NavList:
A Community Devoted to the Preservation and Practice of Celestial Navigation and Other Methods of Traditional Wayfinding
From: Greg Rudzinski
Date: 2017 Sep 30, 10:59 -0700
Andres,
Start with a telephoto 150 mm or larger vintage lens that is non-zooming and has the focus taped at infinite focus (adaptor needed to attach to DSLR camera). Field of view will be around 8°. This means CN is restricted to sunrise and sunset images and very low altitude Moon and planets. There is a learning curve to the best settings and lightroon 5 developing. A quick initial calibration can be done by imaging a 4° distant horizontal angle at infinite focus then compare to a metal sextant reading of the same horizontal angle. Work up the minutes of arc per pixel and then test on a filtered sunset capture with a visible natural horizon. Dip will need to be applied to the camera angle Hs to get a working Ho for sight reduction. Calibrating wider angle lens is much more difficult and will test the photogragher/navigator's patience.
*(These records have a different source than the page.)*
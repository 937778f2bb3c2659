//! Human-readable byte sizes for configuration limits ("4GB", "512KB", 1024)

use serde::{Deserialize, Serialize, Serializer};
use std::fmt;
use std::str::FromStr;
use thiserror::Error;

#[derive(Debug, Error)]
pub enum ParseError {
    #[error("Invalid size format: {0}")]
    InvalidFormat(String),

    #[error("Invalid number: {0}")]
    InvalidNumber(#[from] std::num::ParseIntError),

    #[error("Invalid unit: {0}")]
    InvalidUnit(String),

    #[error("Size overflows u64: {0}")]
    Overflow(String),
}

const UNITS: &[(&str, u64)] = &[
    ("B", 1),
    ("KB", 1 << 10),
    ("MB", 1 << 20),
    ("GB", 1 << 30),
    ("TB", 1 << 40),
];

/// Byte count that deserializes from either an integer or a unit string
#[derive(Debug, Clone, Copy, PartialEq, Eq, PartialOrd, Ord, Hash)]
pub struct ByteSize(pub u64);

impl ByteSize {
    pub const fn mib(n: u64) -> Self {
        ByteSize(n << 20)
    }

    pub const fn gib(n: u64) -> Self {
        ByteSize(n << 30)
    }

    pub fn as_u64(&self) -> u64 {
        self.0
    }

    /// Largest exact unit representation, e.g. `4GB`, `1536KB`, `17B`
    pub fn to_human_readable(&self) -> String {
        UNITS
            .iter()
            .rev()
            .find(|(_, divisor)| self.0 >= *divisor && self.0 % divisor == 0)
            .map(|(unit, divisor)| format!("{}{}", self.0 / divisor, unit))
            .unwrap_or_else(|| format!("{}B", self.0))
    }
}

impl Serialize for ByteSize {
    fn serialize<S: Serializer>(&self, serializer: S) -> Result<S::Ok, S::Error> {
        serializer.serialize_str(&self.to_human_readable())
    }
}

impl<'de> Deserialize<'de> for ByteSize {
    fn deserialize<D>(deserializer: D) -> Result<Self, D::Error>
    where
        D: serde::Deserializer<'de>,
    {
        struct ByteSizeVisitor;

        impl<'de> serde::de::Visitor<'de> for ByteSizeVisitor {
            type Value = ByteSize;

            fn expecting(&self, formatter: &mut fmt::Formatter) -> fmt::Result {
                formatter.write_str("a byte size as string (e.g., \"5MB\", \"1GB\") or integer")
            }

            fn visit_u64<E>(self, v: u64) -> Result<Self::Value, E>
            where
                E: serde::de::Error,
            {
                Ok(ByteSize(v))
            }

            // Layered config sources hand integers over as i64
            fn visit_i64<E>(self, v: i64) -> Result<Self::Value, E>
            where
                E: serde::de::Error,
            {
                u64::try_from(v)
                    .map(ByteSize)
                    .map_err(|_| E::custom(format!("byte size must not be negative: {v}")))
            }

            fn visit_str<E>(self, v: &str) -> Result<Self::Value, E>
            where
                E: serde::de::Error,
            {
                v.parse::<ByteSize>().map_err(serde::de::Error::custom)
            }
        }

        deserializer.deserialize_any(ByteSizeVisitor)
    }
}

impl FromStr for ByteSize {
    type Err = ParseError;

    fn from_str(s: &str) -> Result<Self, Self::Err> {
        let s = s.trim().to_uppercase();

        if let Ok(num) = s.parse::<u64>() {
            return Ok(ByteSize(num));
        }

        let Some(pos) = s.find(|c: char| !c.is_ascii_digit()) else {
            return Err(ParseError::InvalidFormat(s));
        };
        let (num_str, unit) = s.split_at(pos);
        if num_str.is_empty() {
            return Err(ParseError::InvalidFormat(s.clone()));
        }

        let num: u64 = num_str.parse()?;

        let multiplier = match unit.trim() {
            "B" => 1,
            "K" | "KB" | "KIB" => 1 << 10,
            "M" | "MB" | "MIB" => 1 << 20,
            "G" | "GB" | "GIB" => 1 << 30,
            "T" | "TB" | "TIB" => 1 << 40,
            other => return Err(ParseError::InvalidUnit(other.to_string())),
        };

        num.checked_mul(multiplier)
            .map(ByteSize)
            .ok_or(ParseError::Overflow(s))
    }
}

impl fmt::Display for ByteSize {
    fn fmt(&self, f: &mut fmt::Formatter<'_>) -> fmt::Result {
        write!(f, "{}", self.to_human_readable())
    }
}
use crate::humanize::ByteSize;
use serde::de::{MapAccess, SeqAccess, Visitor};
use serde::ser::SerializeMap;
use serde::{Deserialize, Deserializer, Serialize, Serializer};
use std::fmt;
use std::net::{IpAddr, SocketAddr};
use std::path::PathBuf;
use std::time::Duration;

use super::secret::SecretRef;

pub const ALL_TARGETS: &str = "all";

/// Top-level relay configuration
///
/// Field names follow the JSON configuration format used by the gateway
/// deployments (`incoming_dir`, `file_patterns`, `default_target`, ...).
#[derive(Debug, Clone, Deserialize, Serialize)]
pub struct Config {
    #[serde(default)]
    pub incoming_dir: PathBuf,
    #[serde(default, skip_serializing_if = "Option::is_none")]
    pub outgoing_dir: Option<PathBuf>,
    #[serde(default = "default_log_dir")]
    pub log_dir: PathBuf,
    #[serde(default)]
    pub destinations: Vec<DestinationConfig>,
    #[serde(default)]
    pub file_patterns: PatternTable,
    #[serde(default)]
    pub default_target: TargetSpec,
    #[serde(default = "default_server_port")]
    pub server_port: u16,
    /// Default SSH port for destinations that do not carry their own
    #[serde(default = "default_sftp_port")]
    pub sftp_port: u16,
    #[serde(default = "default_bind_host")]
    pub bind_host: IpAddr,
    #[serde(default = "default_api_addr")]
    pub api_addr: SocketAddr,
    #[serde(default, skip_serializing_if = "Option::is_none")]
    pub index_path: Option<PathBuf>,
    #[serde(default)]
    pub limits: LimitsConfig,
}

impl Config {
    /// Minimal configuration for a landing directory, used as a starting point in code
    pub fn new(incoming_dir: impl Into<PathBuf>, log_dir: impl Into<PathBuf>) -> Self {
        Self {
            incoming_dir: incoming_dir.into(),
            outgoing_dir: None,
            log_dir: log_dir.into(),
            destinations: Vec::new(),
            file_patterns: PatternTable::default(),
            default_target: TargetSpec::All,
            server_port: default_server_port(),
            sftp_port: default_sftp_port(),
            bind_host: default_bind_host(),
            api_addr: default_api_addr(),
            index_path: None,
            limits: LimitsConfig::default(),
        }
    }

    pub fn receiver_addr(&self) -> SocketAddr {
        SocketAddr::new(self.bind_host, self.server_port)
    }

    pub fn index_path(&self) -> PathBuf {
        self.index_path
            .clone()
            .unwrap_or_else(|| self.log_dir.join("index"))
    }

    /// Directory where partially received network uploads are written
    pub fn staging_dir(&self) -> PathBuf {
        self.incoming_dir.join(".staging")
    }

    /// Directory where truncated network uploads are kept for inspection
    pub fn quarantine_dir(&self) -> PathBuf {
        self.incoming_dir.join(".quarantine")
    }

    /// Configuration with every credential masked, safe to return to operators
    pub fn redacted(&self) -> serde_json::Value {
        // SecretRef serializes as the mask, so plain serialization is already safe
        serde_json::to_value(self).unwrap_or(serde_json::Value::Null)
    }
}

/// One remote endpoint as written in configuration
#[derive(Debug, Clone, Deserialize, Serialize)]
pub struct DestinationConfig {
    pub name: String,
    #[serde(alias = "ip")]
    pub address: String,
    pub user: String,
    #[serde(alias = "password")]
    pub credential: SecretRef,
    #[serde(default, skip_serializing_if = "Option::is_none")]
    pub port: Option<u16>,
    pub target_dir: String,
}

/// Target selector: every registered destination, or an explicit list of names
#[derive(Debug, Clone, PartialEq, Eq, Default)]
pub enum TargetSpec {
    #[default]
    All,
    Names(Vec<String>),
}

impl TargetSpec {
    pub fn names(&self) -> &[String] {
        match self {
            TargetSpec::All => &[],
            TargetSpec::Names(names) => names,
        }
    }
}

impl Serialize for TargetSpec {
    fn serialize<S: Serializer>(&self, serializer: S) -> Result<S::Ok, S::Error> {
        match self {
            TargetSpec::All => serializer.serialize_str(ALL_TARGETS),
            TargetSpec::Names(names) => names.serialize(serializer),
        }
    }
}

impl<'de> Deserialize<'de> for TargetSpec {
    fn deserialize<D: Deserializer<'de>>(deserializer: D) -> Result<Self, D::Error> {
        struct TargetVisitor;

        impl<'de> Visitor<'de> for TargetVisitor {
            type Value = TargetSpec;

            fn expecting(&self, f: &mut fmt::Formatter) -> fmt::Result {
                f.write_str("\"all\", a destination name, or a list of destination names")
            }

            fn visit_str<E: serde::de::Error>(self, v: &str) -> Result<Self::Value, E> {
                if v.eq_ignore_ascii_case(ALL_TARGETS) {
                    Ok(TargetSpec::All)
                } else {
                    Ok(TargetSpec::Names(vec![v.to_string()]))
                }
            }

            fn visit_seq<A: SeqAccess<'de>>(self, mut seq: A) -> Result<Self::Value, A::Error> {
                let mut names = Vec::with_capacity(seq.size_hint().unwrap_or(0));
                while let Some(name) = seq.next_element::<String>()? {
                    names.push(name);
                }
                Ok(TargetSpec::Names(names))
            }
        }

        deserializer.deserialize_any(TargetVisitor)
    }
}

/// A filename-prefix rule, in declaration order
#[derive(Debug, Clone, PartialEq, Eq)]
pub struct PatternRule {
    pub prefix: String,
    pub targets: TargetSpec,
}

/// Ordered `file_patterns` table
///
/// Written as a JSON object; the declared key order is kept because routing
/// takes the first matching prefix.
#[derive(Debug, Clone, PartialEq, Eq, Default)]
pub struct PatternTable(pub Vec<PatternRule>);

impl PatternTable {
    pub fn rules(&self) -> &[PatternRule] {
        &self.0
    }

    pub fn push(&mut self, prefix: impl Into<String>, targets: TargetSpec) {
        self.0.push(PatternRule {
            prefix: prefix.into(),
            targets,
        });
    }
}

impl Serialize for PatternTable {
    fn serialize<S: Serializer>(&self, serializer: S) -> Result<S::Ok, S::Error> {
        let mut map = serializer.serialize_map(Some(self.0.len()))?;
        for rule in &self.0 {
            map.serialize_entry(&rule.prefix, &rule.targets)?;
        }
        map.end()
    }
}

impl<'de> Deserialize<'de> for PatternTable {
    fn deserialize<D: Deserializer<'de>>(deserializer: D) -> Result<Self, D::Error> {
        struct TableVisitor;

        impl<'de> Visitor<'de> for TableVisitor {
            type Value = PatternTable;

            fn expecting(&self, f: &mut fmt::Formatter) -> fmt::Result {
                f.write_str("an object mapping filename prefixes to targets")
            }

            fn visit_map<A: MapAccess<'de>>(self, mut map: A) -> Result<Self::Value, A::Error> {
                let mut rules = Vec::with_capacity(map.size_hint().unwrap_or(0));
                while let Some((prefix, targets)) = map.next_entry::<String, TargetSpec>()? {
                    rules.push(PatternRule { prefix, targets });
                }
                Ok(PatternTable(rules))
            }
        }

        deserializer.deserialize_map(TableVisitor)
    }
}

/// Operational limits and timeouts
#[derive(Debug, Clone, Deserialize, Serialize)]
pub struct LimitsConfig {
    /// Delay after a creation event before the file is treated as complete
    #[serde(default = "default_quiescence_ms")]
    pub quiescence_ms: u64,
    #[serde(default = "default_max_connections")]
    pub max_connections: usize,
    #[serde(default = "default_max_header_bytes")]
    pub max_header_bytes: usize,
    #[serde(default = "default_max_file_bytes")]
    pub max_file_bytes: ByteSize,
    #[serde(default = "default_receive_idle_timeout_secs")]
    pub receive_idle_timeout_secs: u64,
    #[serde(default = "default_connect_timeout_secs")]
    pub connect_timeout_secs: u64,
    #[serde(default = "default_transfer_timeout_secs")]
    pub transfer_timeout_secs: u64,
    #[serde(default = "default_max_concurrent_transfers")]
    pub max_concurrent_transfers: usize,
    #[serde(default = "default_dispatch_workers")]
    pub dispatch_workers: usize,
    #[serde(default = "default_queue_capacity")]
    pub queue_capacity: usize,
    #[serde(default = "default_shutdown_grace_secs")]
    pub shutdown_grace_secs: u64,
}

impl LimitsConfig {
    pub fn quiescence(&self) -> Duration {
        Duration::from_millis(self.quiescence_ms)
    }

    pub fn receive_idle_timeout(&self) -> Duration {
        Duration::from_secs(self.receive_idle_timeout_secs)
    }

    pub fn connect_timeout(&self) -> Duration {
        Duration::from_secs(self.connect_timeout_secs)
    }

    pub fn transfer_timeout(&self) -> Duration {
        Duration::from_secs(self.transfer_timeout_secs)
    }

    pub fn shutdown_grace(&self) -> Duration {
        Duration::from_secs(self.shutdown_grace_secs)
    }
}

impl Default for LimitsConfig {
    fn default() -> Self {
        Self {
            quiescence_ms: default_quiescence_ms(),
            max_connections: default_max_connections(),
            max_header_bytes: default_max_header_bytes(),
            max_file_bytes: default_max_file_bytes(),
            receive_idle_timeout_secs: default_receive_idle_timeout_secs(),
            connect_timeout_secs: default_connect_timeout_secs(),
            transfer_timeout_secs: default_transfer_timeout_secs(),
            max_concurrent_transfers: default_max_concurrent_transfers(),
            dispatch_workers: default_dispatch_workers(),
            queue_capacity: default_queue_capacity(),
            shutdown_grace_secs: default_shutdown_grace_secs(),
        }
    }
}

fn default_log_dir() -> PathBuf {
    PathBuf::from("logs")
}

fn default_server_port() -> u16 {
    8000
}

fn default_sftp_port() -> u16 {
    22
}

fn default_bind_host() -> IpAddr {
    IpAddr::from([0, 0, 0, 0])
}

fn default_api_addr() -> SocketAddr {
    SocketAddr::from(([127, 0, 0, 1], 5000))
}

fn default_quiescence_ms() -> u64 {
    1000
}

fn default_max_connections() -> usize {
    64
}

fn default_max_header_bytes() -> usize {
    1024
}

fn default_max_file_bytes() -> ByteSize {
    ByteSize::gib(4)
}

fn default_receive_idle_timeout_secs() -> u64 {
    30
}

fn default_connect_timeout_secs() -> u64 {
    10
}

fn default_transfer_timeout_secs() -> u64 {
    300
}

fn default_max_concurrent_transfers() -> usize {
    16
}

fn default_dispatch_workers() -> usize {
    4
}

fn default_queue_capacity() -> usize {
    100
}

fn default_shutdown_grace_secs() -> u64 {
    30
}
Lots in the archives on this.
Greg Rudzinski
From: Andrés Ruiz
Date: 2017 Sep 30, 12:09 +0200I will dive in all the post about this issue in NavList, my interest is growing with your good results.Thanks for the information Greg,very interesting, indeed.And, with other lens, how is your calibration process?I tried some sights by camera, but my results was very poor, I suppose because the calibration was not good enough!